What the task asks: A single number is the whole answer: the tally of lines in the data below that include the word "first".

(Extracted records)

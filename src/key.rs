//! Request identity.

use crate::options::RequestOptions;

/// Separator placed between the URL and the serialized body.
pub const KEY_SEPARATOR: char = '+';

/// Derives the cache and in-flight key for a request.
///
/// The key is the URL alone when there is no body, otherwise the URL, a `+`
/// and the body verbatim. The body is never parsed: two JSON bodies that
/// differ only in whitespace or field order produce different keys.
///
/// The separator is not escaped, so a URL containing `+` can collide with a
/// URL-and-body key: `a+b` without a body equals `a` with the body `b`.
///
/// # Example
///
/// ```
/// use refetch::key::derive_key;
/// use refetch::options::RequestOptions;
///
/// let get = RequestOptions::default();
/// assert_eq!(derive_key("https://api.test/posts", &get), "https://api.test/posts");
///
/// let post = RequestOptions::default().with_body(r#"{"id":1}"#);
/// assert_eq!(derive_key("https://api.test/posts", &post), r#"https://api.test/posts+{"id":1}"#);
/// ```
#[must_use]
pub fn derive_key(url: &str, options: &RequestOptions) -> String {
    match &options.body {
        Some(body) => {
            let mut key = String::with_capacity(url.len() + body.len() + 1);
            key.push_str(url);
            key.push(KEY_SEPARATOR);
            key.push_str(body);
            key
        }
        None => url.to_string(),
    }
}

#[cfg(test)]
mod tests {
    use super::*;

    #[test]
    fn test_key_is_deterministic() {
        let options = RequestOptions::default()
            .with_method("POST")
            .with_header("content-type", "application/json")
            .with_body(r#"{"test":1234}"#);

        let first = derive_key("http://host:port/route", &options);
        let second = derive_key("http://host:port/route", &options);
        assert_eq!(first, second);
        assert_eq!(first, r#"http://host:port/route+{"test":1234}"#);
    }

    #[test]
    fn test_key_without_body_is_url() {
        let options = RequestOptions::default().with_header("x-trace", "1");
        assert_eq!(derive_key("/posts", &options), "/posts");
    }

    #[test]
    fn test_different_bodies_produce_different_keys() {
        let a = RequestOptions::default().with_body(r#"{"a":1,"b":2}"#);
        let b = RequestOptions::default().with_body(r#"{"b":2,"a":1}"#);
        let c = RequestOptions::default().with_body(r#"{"a": 1, "b": 2}"#);

        assert_ne!(derive_key("/posts", &a), derive_key("/posts", &b));
        assert_ne!(derive_key("/posts", &a), derive_key("/posts", &c));
    }

    #[test]
    fn test_empty_body_differs_from_no_body() {
        let empty = RequestOptions::default().with_body("");
        assert_eq!(derive_key("/posts", &empty), "/posts+");
        assert_ne!(
            derive_key("/posts", &empty),
            derive_key("/posts", &RequestOptions::default())
        );
    }

    #[test]
    fn test_headers_and_method_do_not_affect_key() {
        let a = RequestOptions::default().with_method("GET");
        let b = RequestOptions::default().with_header("authorization", "token");
        assert_eq!(derive_key("/posts", &a), derive_key("/posts", &b));
    }

    #[test]
    fn test_plus_in_url_collides_with_body_key() {
        let plain = derive_key("/search+q", &RequestOptions::new());
        let with_body = derive_key("/search", &RequestOptions::new().with_body("q"));
        assert_eq!(plain, with_body);
    }
}
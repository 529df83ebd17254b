//! The network-facing collaborator.
//!
//! The core never talks to the network itself. Every call goes through a
//! [`Transport`], which performs one request/response exchange and reports
//! the raw status and body. Any HTTP client can be plugged in; closures
//! returning a boxed future implement the trait directly.

#[cfg(feature = "reqwest")]
pub mod http;
pub mod mock;

use futures::future::BoxFuture;
use serde_json::Value;
use thiserror::Error;

use crate::error::FetchError;
use crate::options::RequestOptions;

/// A failure to complete the exchange at all (DNS, connection, I/O).
#[derive(Error, Debug, Clone, PartialEq, Eq)]
#[error("{0}")]
pub struct TransportError(pub String);

impl From<TransportError> for FetchError {
    fn from(err: TransportError) -> Self {
        Self::Transport(err.0)
    }
}

/// The raw result of a transport call.
#[derive(Debug, Clone, PartialEq, Eq)]
pub struct RawResponse {
    pub status: u16,
    pub body: Vec<u8>,
}

impl RawResponse {
    #[must_use]
    pub const fn new(status: u16, body: Vec<u8>) -> Self {
        Self { status, body }
    }

    /// Creates a response whose body is the serialized `value`.
    #[must_use]
    pub fn json(status: u16, value: &Value) -> Self {
        Self::new(status, value.to_string().into_bytes())
    }

    /// Returns `true` for 2xx statuses.
    #[must_use]
    pub const fn ok(&self) -> bool {
        self.status >= 200 && self.status < 300
    }

    /// Parses the body as JSON, falling back to the body text as a string.
    #[must_use]
    pub fn parse_body(&self) -> Value {
        serde_json::from_slice(&self.body)
            .unwrap_or_else(|_| Value::String(String::from_utf8_lossy(&self.body).into_owned()))
    }
}

/// Performs a single request/response exchange.
///
/// The returned future must be `'static`: the executor drives it on a
/// spawned task so that it settles even when every caller has lost
/// interest.
pub trait Transport: Send + Sync + 'static {
    fn call(
        &self,
        url: &str,
        options: &RequestOptions,
    ) -> BoxFuture<'static, Result<RawResponse, TransportError>>;
}

impl<F> Transport for F
where
    F: Fn(&str, &RequestOptions) -> BoxFuture<'static, Result<RawResponse, TransportError>>
        + Send
        + Sync
        + 'static,
{
    fn call(
        &self,
        url: &str,
        options: &RequestOptions,
    ) -> BoxFuture<'static, Result<RawResponse, TransportError>> {
        self(url, options)
    }
}
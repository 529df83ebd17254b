//! Scriptable transport for testing.
//!
//! [`MockTransport`] answers requests from a table of scripted replies and
//! records every call it receives, enabling deterministic tests without a
//! network.
//!
//! # Basic Usage
//!
//! ```
//! use refetch::transport::mock::MockTransport;
//! use serde_json::json;
//!
//! let mock = MockTransport::new();
//! mock.respond("/posts", 200, json!([{ "id": 1 }]));
//! mock.respond("/broken", 500, json!({ "message": "bad" }));
//!
//! assert_eq!(mock.call_count(), 0);
//! ```
//!
//! # Holding calls
//!
//! [`MockTransport::hold`] keeps every subsequent call pending until
//! [`MockTransport::release`] is called. This is how concurrent callers are
//! made to overlap when testing in-flight deduplication.

use std::collections::{HashMap, VecDeque};
use std::sync::{Arc, Mutex, MutexGuard, PoisonError};

use futures::FutureExt;
use futures::future::BoxFuture;
use serde_json::{Value, json};
use tokio::sync::watch;

use super::{RawResponse, Transport, TransportError};
use crate::options::RequestOptions;

/// A scripted reply.
#[derive(Debug, Clone, PartialEq, Eq)]
pub enum MockReply {
    /// Respond with a status and JSON body.
    Json { status: u16, body: Value },
    /// Respond with a status and raw body bytes.
    Raw { status: u16, body: Vec<u8> },
    /// Fail the exchange with a transport error.
    Fail(String),
}

impl MockReply {
    fn into_result(self) -> Result<RawResponse, TransportError> {
        match self {
            Self::Json { status, body } => Ok(RawResponse::json(status, &body)),
            Self::Raw { status, body } => Ok(RawResponse::new(status, body)),
            Self::Fail(message) => Err(TransportError(message)),
        }
    }
}

/// A call received by the mock.
#[derive(Debug, Clone, PartialEq, Eq)]
pub struct RecordedCall {
    pub url: String,
    pub options: RequestOptions,
}

#[derive(Debug, Default)]
struct Script {
    persistent: HashMap<String, MockReply>,
    queued: HashMap<String, VecDeque<MockReply>>,
    calls: Vec<RecordedCall>,
}

impl Script {
    fn reply_for(&mut self, url: &str) -> MockReply {
        if let Some(reply) = self.queued.get_mut(url).and_then(VecDeque::pop_front) {
            return reply;
        }
        self.persistent.get(url).cloned().unwrap_or_else(|| MockReply::Json {
            status: 404,
            body: json!({ "message": format!("no reply scripted for {url}") }),
        })
    }
}

/// A transport answering from scripted replies.
///
/// Clones share the same script, call log and gate, so one clone can be
/// handed to a [`Client`](crate::client::Client) while the test keeps
/// another.
#[derive(Debug, Clone)]
pub struct MockTransport {
    script: Arc<Mutex<Script>>,
    gate: Arc<watch::Sender<bool>>,
}

impl MockTransport {
    /// Creates a mock with no scripted replies and an open gate.
    ///
    /// Unscripted URLs answer `404` with a JSON message.
    #[must_use]
    pub fn new() -> Self {
        let (gate, _) = watch::channel(true);
        Self {
            script: Arc::new(Mutex::new(Script::default())),
            gate: Arc::new(gate),
        }
    }

    fn script(&self) -> MutexGuard<'_, Script> {
        self.script.lock().unwrap_or_else(PoisonError::into_inner)
    }

    /// Answers every call to `url` with `status` and `body`.
    pub fn respond(&self, url: impl Into<String>, status: u16, body: Value) {
        self.script()
            .persistent
            .insert(url.into(), MockReply::Json { status, body });
    }

    /// Answers the next call to `url` with `reply`, ahead of any persistent
    /// reply.
    pub fn respond_once(&self, url: impl Into<String>, reply: MockReply) {
        self.script()
            .queued
            .entry(url.into())
            .or_default()
            .push_back(reply);
    }

    /// Fails every call to `url` with a transport error.
    pub fn fail(&self, url: impl Into<String>, message: impl Into<String>) {
        self.script()
            .persistent
            .insert(url.into(), MockReply::Fail(message.into()));
    }

    /// Keeps subsequent calls pending until [`release`](Self::release).
    pub fn hold(&self) {
        self.gate.send_replace(false);
    }

    /// Lets every held call settle.
    pub fn release(&self) {
        self.gate.send_replace(true);
    }

    /// Returns every call received so far, in order.
    #[must_use]
    pub fn calls(&self) -> Vec<RecordedCall> {
        self.script().calls.clone()
    }

    /// Returns the number of calls received so far.
    #[must_use]
    pub fn call_count(&self) -> usize {
        self.script().calls.len()
    }

    /// Returns the number of calls received for `url`.
    #[must_use]
    pub fn calls_to(&self, url: &str) -> usize {
        self.script().calls.iter().filter(|call| call.url == url).count()
    }
}

impl Default for MockTransport {
    fn default() -> Self {
        Self::new()
    }
}

impl Transport for MockTransport {
    fn call(
        &self,
        url: &str,
        options: &RequestOptions,
    ) -> BoxFuture<'static, Result<RawResponse, TransportError>> {
        // The call is recorded when issued, not when it settles.
        let reply = {
            let mut script = self.script();
            script.calls.push(RecordedCall {
                url: url.to_string(),
                options: options.clone(),
            });
            script.reply_for(url)
        };
        let mut gate = self.gate.subscribe();

        async move {
            let opened = gate.wait_for(|open| *open).await.is_ok();
            if !opened {
                return Err(TransportError("mock transport dropped".to_string()));
            }
            reply.into_result()
        }
        .boxed()
    }
}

Task response: 3